- [Task prompt] Below is a listing. Write out exactly its lines between the one holding "for index in" and the one holding "let names: Vec<_>", inclusive.

═══ Record excerpts ═══

use product_core::db::migrations::latest_version;
use product_core::db::{open_db_in_memory, DbError};
use product_core::{
    CrudRepository, PageQuery, Product, ProductRepository, RepoError, SqliteProductRepository,
    PRODUCT_NAME_REQUIRED,
};
use rusqlite::Connection;
use std::error::Error;
use std::time::{SystemTime, UNIX_EPOCH};

#[test]
fn save_then_find_by_id_roundtrip() {
    let conn = open_db_in_memory().unwrap();
    let repo = SqliteProductRepository::try_new(&conn).unwrap();

    let product = Product::new("Widget", 1_999).with_description("blue, 10cm");
    let saved = repo.save(product.clone()).unwrap();

    let id = saved.id.unwrap();
    let loaded = repo.find_by_id(id).unwrap().unwrap();
    assert_eq!(loaded, Product { id: Some(id), ..product });
}

#[test]
fn inserts_assign_distinct_ids() {
    let conn = open_db_in_memory().unwrap();
    let repo = SqliteProductRepository::try_new(&conn).unwrap();

    let first = repo.save(Product::new("Widget", 100)).unwrap();
    let second = repo.save(Product::new("Widget", 100)).unwrap();

    assert_ne!(first.id, second.id);
    assert_eq!(repo.count().unwrap(), 2);
}

#[test]
fn saving_same_id_twice_updates_in_place() {
    let conn = open_db_in_memory().unwrap();
    let repo = SqliteProductRepository::try_new(&conn).unwrap();

    let saved = repo.save(Product::new("Gadget", 500)).unwrap();
    assert_eq!(repo.count().unwrap(), 1);

    let again = repo.save(saved.clone()).unwrap();
    assert_eq!(again, saved);
    assert_eq!(repo.count().unwrap(), 1);

    let mut changed = saved.clone();
    changed.price_cents = 750;
    changed.description = Some("now with batteries".to_string());
    repo.save(changed.clone()).unwrap();

    assert_eq!(repo.count().unwrap(), 1);
    assert_eq!(repo.find_by_id(saved.id.unwrap()).unwrap(), Some(changed));
}

#[test]
fn save_with_unknown_id_inserts_under_fresh_id() {
    let conn = open_db_in_memory().unwrap();
    let repo = SqliteProductRepository::try_new(&conn).unwrap();

    let mut product = Product::new("Ghost", 1);
    product.id = Some(42);

    let saved = repo.save(product).unwrap();
    let id = saved.id.unwrap();
    assert_ne!(id, 42);
    assert_eq!(repo.count().unwrap(), 1);
    assert_eq!(repo.find_by_id(42).unwrap(), None);
    assert_eq!(repo.find_by_id(id).unwrap(), Some(saved));
}

#[test]
fn save_with_unknown_id_never_reuses_deleted_ids() {
    let conn = open_db_in_memory().unwrap();
    let repo = SqliteProductRepository::try_new(&conn).unwrap();

    let deleted = repo.save(Product::new("Old", 1)).unwrap();
    repo.delete(&deleted).unwrap();

    let resurrected = repo.save(deleted.clone()).unwrap();
    assert!(resurrected.id.unwrap() > deleted.id.unwrap());
    assert_eq!(repo.count().unwrap(), 1);
}

#[test]
fn find_by_id_for_missing_row_is_none() {
    let conn = open_db_in_memory().unwrap();
    let repo = SqliteProductRepository::try_new(&conn).unwrap();

    assert_eq!(repo.find_by_id(999).unwrap(), None);
    assert!(!repo.exists_by_id(999).unwrap());
}

#[test]
fn delete_by_id_removes_exactly_one_row() {
    let conn = open_db_in_memory().unwrap();
    let repo = SqliteProductRepository::try_new(&conn).unwrap();

    let keep = repo.save(Product::new("Keep", 1)).unwrap();
    let drop = repo.save(Product::new("Drop", 2)).unwrap();
    let drop_id = drop.id.unwrap();
    assert_eq!(repo.count().unwrap(), 2);

    repo.delete_by_id(drop_id).unwrap();

    assert_eq!(repo.find_by_id(drop_id).unwrap(), None);
    assert_eq!(repo.count().unwrap(), 1);
    assert!(repo.exists_by_id(keep.id.unwrap()).unwrap());
}

#[test]
fn delete_by_id_of_missing_row_fails_fast() {
    let conn = open_db_in_memory().unwrap();
    let repo = SqliteProductRepository::try_new(&conn).unwrap();

    let err = repo.delete_by_id(7).unwrap_err();
    assert!(matches!(
        err,
        RepoError::NotFound {
            entity: "product",
            id: 7
        }
    ));
}

#[test]
fn delete_entity_uses_its_id_and_ignores_unsaved_entities() {
    let conn = open_db_in_memory().unwrap();
    let repo = SqliteProductRepository::try_new(&conn).unwrap();

    let saved = repo.save(Product::new("Lamp", 3_000)).unwrap();
    repo.delete(&Product::new("Never saved", 1)).unwrap();
    assert_eq!(repo.count().unwrap(), 1);

    repo.delete(&saved).unwrap();
    assert_eq!(repo.count().unwrap(), 0);
}

#[test]
fn ids_are_not_reused_after_delete() {
    let conn = open_db_in_memory().unwrap();
    let repo = SqliteProductRepository::try_new(&conn).unwrap();

    let first = repo.save(Product::new("First", 1)).unwrap();
    repo.delete(&first).unwrap();
    let second = repo.save(Product::new("Second", 1)).unwrap();

    assert!(second.id.unwrap() > first.id.unwrap());
}

#[test]
fn find_all_is_ordered_by_id() {
    let conn = open_db_in_memory().unwrap();
    let repo = SqliteProductRepository::try_new(&conn).unwrap();

    let names = ["c", "a", "b"];
    for name in names {
        repo.save(Product::new(name, 10)).unwrap();
    }

    let all = repo.find_all().unwrap();
    let loaded_names: Vec<_> = all.iter().map(|item| item.name.as_str()).collect();
    assert_eq!(loaded_names, names);
    assert!(all.windows(2).all(|pair| pair[0].id < pair[1].id));
}

#[test]
fn find_all_by_id_skips_missing_ids() {
    let conn = open_db_in_memory().unwrap();
    let repo = SqliteProductRepository::try_new(&conn).unwrap();

    let a = repo.save(Product::new("a", 1)).unwrap().id.unwrap();
    let b = repo.save(Product::new("b", 1)).unwrap().id.unwrap();

    let found = repo.find_all_by_id(&[b, 12_345, a]).unwrap();
    let ids: Vec<_> = found.iter().map(|item| item.id.unwrap()).collect();
    assert_eq!(ids, vec![a, b]);
    assert!(repo.find_all_by_id(&[]).unwrap().is_empty());
}

#[test]
fn find_page_uses_limit_and_offset() {
    let conn = open_db_in_memory().unwrap();
    let repo = SqliteProductRepository::try_new(&conn).unwrap();

    for index in 0..5 {
        repo.save(Product::new(format!("item-{index}"), index)).unwrap();
    }

    let page = repo.find_page(&PageQuery::new(2, 1)).unwrap();
    let names: Vec<_> = page.iter().map(|item| item.name.as_str()).collect();
    assert_eq!(names, vec!["item-1", "item-2"]);

    let tail = repo
        .find_page(&PageQuery {
            offset: 4,
            ..PageQuery::default()
        })
        .unwrap();
    assert_eq!(tail.len(), 1);
}

#[test]
fn save_all_commits_every_entity() {
    let conn = open_db_in_memory().unwrap();
    let repo = SqliteProductRepository::try_new(&conn).unwrap();

    let saved = repo
        .save_all(vec![Product::new("one", 1), Product::new("two", 2)])
        .unwrap();

    assert!(saved.iter().all(Product::is_persisted));
    assert_eq!(repo.count().unwrap(), 2);
}

#[test]
fn save_all_rolls_back_on_failure() {
    let conn = open_db_in_memory().unwrap();
    let repo = SqliteProductRepository::try_new(&conn).unwrap();

    let err = repo
        .save_all(vec![Product::new("valid", 1), Product::new("   ", 1)])
        .unwrap_err();

    assert!(matches!(err, RepoError::Validation(_)));
    assert_eq!(repo.count().unwrap(), 0);
}

#[test]
fn delete_all_reports_removed_rows() {
    let conn = open_db_in_memory().unwrap();
    let repo = SqliteProductRepository::try_new(&conn).unwrap();

    repo.save(Product::new("a", 1)).unwrap();
    repo.save(Product::new("b", 1)).unwrap();

    assert_eq!(repo.delete_all().unwrap(), 2);
    assert_eq!(repo.count().unwrap(), 0);
}

#[test]
fn validation_failure_blocks_insert_and_update() {
    let conn = open_db_in_memory().unwrap();
    let repo = SqliteProductRepository::try_new(&conn).unwrap();

    let err = repo.save(Product::new("", 1)).unwrap_err();
    assert_eq!(err.to_string(), PRODUCT_NAME_REQUIRED);

    let mut saved = repo.save(Product::new("Valid", 1)).unwrap();
    saved.price_cents = -5;
    let err = repo.save(saved).unwrap_err();
    assert!(matches!(err, RepoError::Validation(_)));
}

#[test]
fn corrupted_row_surfaces_as_invalid_data() {
    let conn = open_db_in_memory().unwrap();
    let repo = SqliteProductRepository::try_new(&conn).unwrap();

    conn.execute(
        "INSERT INTO products (name, price_cents) VALUES ('', 1);",
        [],
    )
    .unwrap();

    let err = repo.find_all().unwrap_err();
    assert!(matches!(err, RepoError::InvalidData(_)));
}

#[test]
fn repository_rejects_uninitialized_connection() {
    let conn = Connection::open_in_memory().unwrap();

    match SqliteProductRepository::try_new(&conn) {
        Err(RepoError::UninitializedConnection {
            expected_version,
            actual_version: 0,
        }) => assert_eq!(expected_version, latest_version()),
        Err(other) => panic!("unexpected error: {other}"),
        Ok(_) => panic!("expected uninitialized connection error"),
    }
}

#[test]
fn repository_rejects_connection_without_products_table() {
    let conn = Connection::open_in_memory().unwrap();
    conn.execute_batch(&format!("PRAGMA user_version = {};", latest_version()))
        .unwrap();

    let result = SqliteProductRepository::try_new(&conn);
    assert!(matches!(
        result,
        Err(RepoError::MissingRequiredTable("products"))
    ));
}

#[test]
fn repository_rejects_connection_missing_required_column() {
    let conn = Connection::open_in_memory().unwrap();
    conn.execute_batch(
        "CREATE TABLE products (
            id INTEGER PRIMARY KEY AUTOINCREMENT,
            name TEXT NOT NULL,
            description TEXT
        );",
    )
    .unwrap();
    conn.execute_batch(&format!("PRAGMA user_version = {};", latest_version()))
        .unwrap();

    let result = SqliteProductRepository::try_new(&conn);
    assert!(matches!(
        result,
        Err(RepoError::MissingRequiredColumn {
            table: "products",
            column: "price_cents"
        })
    ));
}

#[test]
fn storage_failures_surface_as_db_errors() {
    let conn = open_db_in_memory().unwrap();
    let repo = SqliteProductRepository::try_new(&conn).unwrap();
    repo.save(Product::new("Widget", 1)).unwrap();

    conn.execute_batch("DROP TABLE products;").unwrap();

    let save_err = repo.save(Product::new("Gadget", 2)).unwrap_err();
    assert!(matches!(save_err, RepoError::Db(DbError::Sqlite(_))));
    assert!(save_err.source().is_some());

    let count_err = repo.count().unwrap_err();
    assert!(matches!(count_err, RepoError::Db(_)));

    let lookup_err = repo.find_by_name(Some("Widget")).unwrap_err();
    assert!(matches!(lookup_err, RepoError::Db(_)));
}

#[test]
fn constraint_violation_on_save_surfaces_as_db_error() {
    let conn = open_db_in_memory().unwrap();
    let repo = SqliteProductRepository::try_new(&conn).unwrap();
    conn.execute_batch(
        "CREATE TRIGGER reject_widgets BEFORE INSERT ON products
         WHEN NEW.name = 'Widget'
         BEGIN SELECT RAISE(ABORT, 'widgets are blocked'); END;",
    )
    .unwrap();

    let err = repo.save(Product::new("Widget", 1)).unwrap_err();
    match &err {
        RepoError::Db(DbError::Sqlite(source)) => {
            assert!(source.to_string().contains("widgets are blocked"));
        }
        other => panic!("unexpected error: {other}"),
    }
    assert!(err.source().is_some());
    assert_eq!(repo.count().unwrap(), 0);
}

#[test]
fn updates_refresh_updated_at_in_epoch_millis() {
    let conn = open_db_in_memory().unwrap();
    let repo = SqliteProductRepository::try_new(&conn).unwrap();

    let mut saved = repo.save(Product::new("Clock", 1)).unwrap();
    let id = saved.id.unwrap();
    conn.execute("UPDATE products SET updated_at = 0 WHERE id = ?1;", [id])
        .unwrap();

    saved.price_cents = 2;
    repo.save(saved).unwrap();

    let updated_at: i64 = conn
        .query_row("SELECT updated_at FROM products WHERE id = ?1;", [id], |row| {
            row.get(0)
        })
        .unwrap();
    let now_ms = i64::try_from(
        SystemTime::now()
            .duration_since(UNIX_EPOCH)
            .unwrap()
            .as_millis(),
    )
    .unwrap();
    assert!((now_ms - updated_at).abs() < 5_000, "updated_at={updated_at} now={now_ms}");
}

═══

- [Your solution]
    for index in 0..5 {
        repo.save(Product::new(format!("item-{index}"), index)).unwrap();
    }

    let page = repo.find_page(&PageQuery::new(2, 1)).unwrap();
    let names: Vec<_> = page.iter().map(|item| item.name.as_str()).collect();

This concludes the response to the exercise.